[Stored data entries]
//! Composite cursors and pages
//!
//! Collections are ordered by a non-unique primary field (usually a date), so
//! every continuation token carries a secondary tie-breaker. A valid next
//! cursor always points strictly past the last record of the page it came
//! with; receiving the same cursor that was sent is a protocol fault.

use serde::{Deserialize, Serialize};
use std::fmt;

/// Tie-breaking half of a composite cursor
#[derive(Debug, Clone, PartialEq, Eq, PartialOrd, Ord, Hash, Serialize, Deserialize)]
#[serde(untagged)]
pub enum CursorKey {
    /// Monotonically increasing record id
    Int(i64),
    /// Text tie-breaker for collections keyed by two text fields (sku, warehouse)
    Text(String),
}

impl fmt::Display for CursorKey {
    fn fmt(&self, f: &mut fmt::Formatter<'_>) -> fmt::Result {
        match self {
            CursorKey::Int(id) => write!(f, "{}", id),
            CursorKey::Text(s) => f.write_str(s),
        }
    }
}

impl From<i64> for CursorKey {
    fn from(value: i64) -> Self {
        CursorKey::Int(value)
    }
}

impl From<&str> for CursorKey {
    fn from(value: &str) -> Self {
        CursorKey::Text(value.to_string())
    }
}

/// Continuation token made of two ordering fields
#[derive(Debug, Clone, PartialEq, Eq, PartialOrd, Ord, Hash, Serialize, Deserialize)]
pub struct CompositeCursor {
    pub primary: String,
    pub secondary: CursorKey,
}

impl CompositeCursor {
    pub fn new(primary: impl Into<String>, secondary: impl Into<CursorKey>) -> Self {
        Self {
            primary: primary.into(),
            secondary: secondary.into(),
        }
    }
}

impl fmt::Display for CompositeCursor {
    fn fmt(&self, f: &mut fmt::Formatter<'_>) -> fmt::Result {
        write!(f, "{}|{}", self.primary, self.secondary)
    }
}

/// One request in a traversal
#[derive(Debug, Clone, PartialEq)]
pub struct PageRequest {
    /// Page size requested from the server
    pub limit: usize,
    /// `None` for the first page
    pub cursor: Option<CompositeCursor>,
}

impl PageRequest {
    pub fn first(limit: usize) -> Self {
        Self {
            limit,
            cursor: None,
        }
    }

    pub fn after(limit: usize, cursor: CompositeCursor) -> Self {
        Self {
            limit,
            cursor: Some(cursor),
        }
    }
}

/// One page of validated records
#[derive(Debug, Clone, PartialEq)]
pub struct Page<R> {
    pub items: Vec<R>,
    /// `None` signals that the collection is exhausted
    pub next_cursor: Option<CompositeCursor>,
    /// Items dropped at ingestion because they failed validation
    pub rejected: usize,
}

impl<R> Page<R> {
    pub fn new(items: Vec<R>, next_cursor: Option<CompositeCursor>) -> Self {
        Self {
            items,
            next_cursor,
            rejected: 0,
        }
    }

    pub fn is_last(&self) -> bool {
        self.next_cursor.is_none()
    }
}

## [Activity]
Restating every entry above word for word is the whole task.

## [Answer space]
//! Composite cursors and pages
//!
//! Collections are ordered by a non-unique primary field (usually a date), so
//! every continuation token carries a secondary tie-breaker. A valid next
//! cursor always points strictly past the last record of the page it came
//! with; receiving the same cursor that was sent is a protocol fault.

use serde::{Deserialize, Serialize};
use std::fmt;

/// Tie-breaking half of a composite cursor
#[derive(Debug, Clone, PartialEq, Eq, PartialOrd, Ord, Hash, Serialize, Deserialize)]
#[serde(untagged)]
pub enum CursorKey {
    /// Monotonically increasing record id
    Int(i64),
    /// Text tie-breaker for collections keyed by two text fields (sku, warehouse)
    Text(String),
}

impl fmt::Display for CursorKey {
    fn fmt(&self, f: &mut fmt::Formatter<'_>) -> fmt::Result {
        match self {
            CursorKey::Int(id) => write!(f, "{}", id),
            CursorKey::Text(s) => f.write_str(s),
        }
    }
}

impl From<i64> for CursorKey {
    fn from(value: i64) -> Self {
        CursorKey::Int(value)
    }
}

impl From<&str> for CursorKey {
    fn from(value: &str) -> Self {
        CursorKey::Text(value.to_string())
    }
}

/// Continuation token made of two ordering fields
#[derive(Debug, Clone, PartialEq, Eq, PartialOrd, Ord, Hash, Serialize, Deserialize)]
pub struct CompositeCursor {
    pub primary: String,
    pub secondary: CursorKey,
}

impl CompositeCursor {
    pub fn new(primary: impl Into<String>, secondary: impl Into<CursorKey>) -> Self {
        Self {
            primary: primary.into(),
            secondary: secondary.into(),
        }
    }
}

impl fmt::Display for CompositeCursor {
    fn fmt(&self, f: &mut fmt::Formatter<'_>) -> fmt::Result {
        write!(f, "{}|{}", self.primary, self.secondary)
    }
}

/// One request in a traversal
#[derive(Debug, Clone, PartialEq)]
pub struct PageRequest {
    /// Page size requested from the server
    pub limit: usize,
    /// `None` for the first page
    pub cursor: Option<CompositeCursor>,
}

impl PageRequest {
    pub fn first(limit: usize) -> Self {
        Self {
            limit,
            cursor: None,
        }
    }

    pub fn after(limit: usize, cursor: CompositeCursor) -> Self {
        Self {
            limit,
            cursor: Some(cursor),
        }
    }
}

/// One page of validated records
#[derive(Debug, Clone, PartialEq)]
pub struct Page<R> {
    pub items: Vec<R>,
    /// `None` signals that the collection is exhausted
    pub next_cursor: Option<CompositeCursor>,
    /// Items dropped at ingestion because they failed validation
    pub rejected: usize,
}

impl<R> Page<R> {
    pub fn new(items: Vec<R>, next_cursor: Option<CompositeCursor>) -> Self {
        Self {
            items,
            next_cursor,
            rejected: 0,
        }
    }

    pub fn is_last(&self) -> bool {
        self.next_cursor.is_none()
    }
}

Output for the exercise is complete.